_Exercise aim_. Look over the listing below and report how many of its lines contain the string "anyhow", with no other words.

_Material for the task_.
========================

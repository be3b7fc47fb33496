use crate::completion::{ChatMessage, CompletionClient};
use anyhow::Result;

const FEEDBACK_TEMPERATURE: f32 = 0.7;
const COACH_PERSONA: &str = "You are an expert interview coach.";

/// A question with the answer given to it.
#[derive(Debug, Clone, Copy, PartialEq, Eq)]
pub struct QaPair<'a> {
    pub question: &'a str,
    pub answer: &'a str,
}

pub fn pair_up<'a>(questions: &'a [String], answers: &'a [String]) -> Vec<QaPair<'a>> {
    questions
        .iter()
        .zip(answers)
        .map(|(question, answer)| QaPair { question, answer })
        .collect()
}

/// Renders the numbered transcript embedded in the feedback prompt.
pub fn format_transcript(pairs: &[QaPair<'_>]) -> String {
    pairs
        .iter()
        .enumerate()
        .map(|(i, pair)| format!("{}. Q: {}\n   A: {}", i + 1, pair.question, pair.answer))
        .collect::<Vec<_>>()
        .join("\n")
}

pub fn feedback_prompt(transcript: &str) -> String {
    format!(
        "You are an expert interview coach.\n\n\
         I will give you a list of interview questions and my answers.\n\
         Please provide:\n\
         1. An executive summary of my performance\n\
         2. Detailed feedback for each answer\n\
         3. Recommendations to improve future interviews\n\n\
         Questions and Answers:\n{transcript}"
    )
}

pub async fn get_feedback<C>(client: &C, questions: &[String], answers: &[String]) -> Result<String>
where
    C: CompletionClient + ?Sized,
{
    let transcript = format_transcript(&pair_up(questions, answers));
    let messages = vec![
        ChatMessage::system(COACH_PERSONA),
        ChatMessage::user(feedback_prompt(&transcript)),
    ];
    let feedback = client.complete(messages, FEEDBACK_TEMPERATURE).await?;
    Ok(feedback.trim().to_string())
}

#[cfg(test)]
mod tests {
    use super::*;
    use crate::completion::{MockCompletionClient, Role};

    fn strings(items: &[&str]) -> Vec<String> {
        items.iter().map(|s| s.to_string()).collect()
    }

    #[test]
    fn test_transcript_format() {
        let questions = strings(&["Q1", "Q2"]);
        let answers = strings(&["A1", "A2"]);
        assert_eq!(
            format_transcript(&pair_up(&questions, &answers)),
            "1. Q: Q1\n   A: A1\n2. Q: Q2\n   A: A2"
        );
    }

    #[test]
    fn test_unanswered_items_keep_their_slot() {
        let questions = strings(&["Q1", "Q2", "Q3"]);
        let answers = strings(&["", "A2", ""]);
        assert_eq!(
            format_transcript(&pair_up(&questions, &answers)),
            "1. Q: Q1\n   A: \n2. Q: Q2\n   A: A2\n3. Q: Q3\n   A: "
        );
    }

    #[test]
    fn test_empty_transcript() {
        assert_eq!(format_transcript(&[]), "");
    }

    #[tokio::test]
    async fn test_get_feedback_embeds_transcript_and_trims_reply() {
        let mut client = MockCompletionClient::new();
        client
            .expect_complete()
            .withf(|messages, temperature| {
                messages.len() == 2
                    && messages[0].role == Role::System
                    && messages[0].content == COACH_PERSONA
                    && messages[1]
                        .content
                        .ends_with("Questions and Answers:\n1. Q: Q1\n   A: A1\n2. Q: Q2\n   A: A2")
                    && messages[1].content.contains("1. An executive summary of my performance")
                    && (*temperature - 0.7).abs() < f32::EPSILON
            })
            .returning(|_, _| Ok("\n## Summary\nSolid answers.\n\n".to_string()))
            .once();

        let feedback = get_feedback(&client, &strings(&["Q1", "Q2"]), &strings(&["A1", "A2"]))
            .await
            .unwrap();
        assert_eq!(feedback, "## Summary\nSolid answers.");
    }

    #[tokio::test]
    async fn test_get_feedback_failure_propagates() {
        let mut client = MockCompletionClient::new();
        client
            .expect_complete()
            .returning(|_, _| Err(anyhow::anyhow!("503 Service Unavailable")))
            .once();

        assert!(get_feedback(&client, &strings(&["Q1"]), &strings(&["A1"])).await.is_err());
    }
}
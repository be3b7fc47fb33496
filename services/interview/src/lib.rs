pub mod config;
pub mod console;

========================

_Exercise answer_. 2